U.S. consumers widely support future federal fuel-economy rules reaching upwards of 54.5 mpg (4.3 L/100 km) by 2025, despite the fact vehicles then might cost thousands of dollars more, a new study claims.
The Consumer Federation of America says 66% of Americans it surveyed earlier this year expressed support for the tighter rules even if they mean higher sticker prices, and 74% acknowledged the rules as a generally good idea.
The CFA says it polled 1,000 people by telephone in May.
“Consumers have been ravaged by high gas prices, and they are afraid of the (recent) volatility,” says Jack Gillis, director-public affairs at the Washington-based watchdog group.
“High fuel prices have brought damage to consumers’ wallets,” he tells WardsAuto in an interview ahead of the study’s release today.
The CFA says average household gasoline expenditures last year reached a record $2,850, as pump prices averaged $3.53 per gallon, according to the U.S. Energy Information Admin.
Motivated by more fuel-efficient vehicles being offered by auto makers after the Obama Admin. announced the historic standards, consumers more than ever are looking for, and buying, cars and trucks providing relief from high pump prices, the CFA says.
According to WardsAuto data, the fuel efficiency of new light vehicles bought in first-half 2012 averaged 2 3.8 mpg (9.9 L/100 km), up 4.4% from 22.8 mpg (10.3 L/100 km) in like-2011.
Gillis says car buyers’ acceptance of the new rules, which are expected to be ratified this summer, provides further evidence stricter corporate average fuel-economy standards and carbon-dioxide emissions levels are positive for all stakeholders.
That includes auto makers, which for years fought tighter rules on the grounds they would put them at odds with buyers and come at the sacrifice of safety.
U.S. consumers historically have favored bigger, faster cars and trucks, and the lightweight materials necessary to improve fuel economy of those vehicles were seen by the OEMs as less robust or prohibitively costly.
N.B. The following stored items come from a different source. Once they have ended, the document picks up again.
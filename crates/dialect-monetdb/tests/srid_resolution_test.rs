use geodialect_core::{Error, SqlDialect};
use geodialect_dialect_monetdb::MonetDbDialect;
use geodialect_testkit::{RecordingAdapter, integer_row, null_row, text_row};

const REGISTRY_SQL: &str = "SELECT SRID FROM GEOMETRY_COLUMNS WHERE F_TABLE_SCHEMA = 'sys' AND F_TABLE_NAME = 'roads' AND F_GEOMETRY_COLUMN = 'geom'";
const SAMPLE_SQL: &str =
    r#"SELECT SRID("geom") FROM "sys"."roads" WHERE "geom" IS NOT NULL LIMIT 1"#;

#[test]
fn registry_value_wins_over_sampled_value() {
    let adapter = RecordingAdapter::new();
    adapter.respond_to(REGISTRY_SQL, vec![integer_row(4326)]);
    adapter.respond_to(SAMPLE_SQL, vec![integer_row(3857)]);

    let srid = MonetDbDialect::default()
        .geometry_srid(None, "roads", "geom", &adapter)
        .expect("srid lookup");

    assert_eq!(srid, Some(4326));
    assert_eq!(adapter.queried_sql(), vec![REGISTRY_SQL]);
}

#[test]
fn sampled_value_is_used_when_registry_has_no_row() {
    let adapter = RecordingAdapter::new();
    adapter.respond_to(SAMPLE_SQL, vec![integer_row(3857)]);

    let srid = MonetDbDialect::default()
        .geometry_srid(Some("sys"), "roads", "geom", &adapter)
        .expect("srid lookup");

    assert_eq!(srid, Some(3857));
    assert_eq!(adapter.queried_sql(), vec![REGISTRY_SQL, SAMPLE_SQL]);
}

#[test]
fn null_registry_srid_falls_back_to_sampling() {
    let adapter = RecordingAdapter::new();
    adapter.respond_to(REGISTRY_SQL, vec![null_row()]);
    adapter.respond_to(SAMPLE_SQL, vec![integer_row(28992)]);

    let srid = MonetDbDialect::default()
        .geometry_srid(None, "roads", "geom", &adapter)
        .expect("srid lookup");

    assert_eq!(srid, Some(28992));
}

#[test]
fn empty_table_without_registry_row_is_unknown() {
    let adapter = RecordingAdapter::new();

    let srid = MonetDbDialect::default()
        .geometry_srid(None, "roads", "geom", &adapter)
        .expect("srid lookup");

    assert_eq!(srid, None);
}

#[test]
fn registry_failure_is_logged_and_sampling_continues() {
    let adapter = RecordingAdapter::new();
    adapter.fail_on_sql(REGISTRY_SQL, "no such table: GEOMETRY_COLUMNS");
    adapter.respond_to(SAMPLE_SQL, vec![integer_row(4326)]);

    let srid = MonetDbDialect::default()
        .geometry_srid(None, "roads", "geom", &adapter)
        .expect("srid lookup");

    assert_eq!(srid, Some(4326));
}

#[test]
fn undecodable_registry_srid_falls_back_to_sampling() {
    let adapter = RecordingAdapter::new();
    adapter.respond_to(REGISTRY_SQL, vec![text_row("EPSG:4326")]);
    adapter.respond_to(SAMPLE_SQL, vec![integer_row(4326)]);

    let srid = MonetDbDialect::default()
        .geometry_srid(None, "roads", "geom", &adapter)
        .expect("srid lookup");

    assert_eq!(srid, Some(4326));
    assert_eq!(adapter.queried_sql(), vec![REGISTRY_SQL, SAMPLE_SQL]);
}

#[test]
fn out_of_range_registry_srid_falls_back_to_sampling() {
    let adapter = RecordingAdapter::new();
    adapter.respond_to(REGISTRY_SQL, vec![integer_row(i64::from(i32::MAX) + 1)]);
    adapter.respond_to(SAMPLE_SQL, vec![integer_row(3857)]);

    let srid = MonetDbDialect::default()
        .geometry_srid(None, "roads", "geom", &adapter)
        .expect("srid lookup");

    assert_eq!(srid, Some(3857));
}

#[test]
fn sampled_query_doubles_quotes_in_names() {
    let adapter = RecordingAdapter::new();

    MonetDbDialect::default()
        .geometry_srid(None, r#"odd"table"#, "geom", &adapter)
        .expect("srid lookup");

    assert_eq!(
        adapter.queried_sql().last().map(String::as_str),
        Some(r#"SELECT SRID("geom") FROM "sys"."odd""table" WHERE "geom" IS NOT NULL LIMIT 1"#)
    );
}

#[test]
fn sampling_failure_propagates() {
    let adapter = RecordingAdapter::new();
    adapter.fail_on_sql(SAMPLE_SQL, "function SRID does not exist");

    let error = MonetDbDialect::default()
        .geometry_srid(None, "roads", "geom", &adapter)
        .expect_err("sampling failure must propagate");

    assert!(matches!(error, Error::Execute(_)));
}

#[test]
fn configured_schema_is_the_default() {
    let adapter = RecordingAdapter::new();
    let dialect = geodialect_dialect_monetdb::MonetDbDialect::new(
        geodialect_dialect_monetdb::DialectConfig {
            schema: "gis".to_string(),
            ..Default::default()
        },
    );

    dialect
        .geometry_srid(None, "roads", "geom", &adapter)
        .expect("srid lookup");

    assert!(adapter.queried_sql()[0].contains("F_TABLE_SCHEMA = 'gis'"));
    assert!(adapter.queried_sql()[1].contains(r#"FROM "gis"."roads""#));
}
“There was a lot of fear-mongering, but the thoughtful thing about these regulations is they are size-based,” says Gillis. “So if a customer wants a truck, they can buy it and still get better fuel economy.”
Everyone supports (stricter fuel-economy standards), he adds. “The car companies think it will be good for business. The (United Auto Workers union) believes it’s a good thing. So it’s not just consumer groups and environmentalists in support.”
The CFA analysis also indicates consumers will see a payback in the extra dollars they spend for future vehicles with fuel-saving technologies.
Looking at a Kia Rio small car and Ford F-150 large pickup from 2002, the CFA finds the price of those vehicles increased $4,295 and $3,800, respectively, in 2012. But adding fuel savings from new technologies means the new Rio saves $3,335 and the F-150 $5,369.
The CFA research used a future fuel price of a relatively conservative $3.50 per gallon in current dollars, same as the U.S. Environmental Protection Agency when it drew up the rules. The EIA outlook calls for $3.86 per gallon in 2025.
But the study’s claim that the savings from spending less on gas in every case far outweighs the additional cost of a more fuel-efficient vehicle runs contrary to other examinations of the 54.5-mpg standard.
The Center for Automotive Research, for instance, says new technologies to meet the stricter rules would increase the cost of a car by $5,270, and consumers likely would lose at least $3,000 on their purchase.
Ann Arbor, MI-based CAR uses a 2025 gasoline price of $6 per gallon in today’s dollars for its analysis, and includes the cost of items such as electricity for all-electric and plug-in electric vehicles designed to meet the standards.
CAR warns those higher costs could lead consumers to hold onto less fuel-efficient vehicles longer, which it claims would do little toward achieving the rule’s key goal of reducing CO2 emissions. The result would be a “Cuba effect,” CAR says, where the vehicle fleet ages rapidly due to a supply-side shock of mandated costs.
Job losses would be certain, CAR adds, with the auto industry and related sectors bleeding up to 90,000 positions if gas reaches $6 per gallon, or as many as 714,000 if pump prices stay in the neighborhood of $3.50.
Gillis argues the stronger determinant of job health from the new rules would be the economy, not fuel prices, and that support of the standards by auto makers and the UAW reflects the likelihood the industry would grow rather than shrink.
Gillis also admits consumers more easily might accept the notion of high vehicle costs in a telephone survey than when it comes time to write a bigger check at the dealership.
“But what has been missing from that argument is the fact that the increases will occur over time, not tomorrow,” he says. “The extra costs will be as gradual as the fuel efficiency itself. There will not be sticker shock.”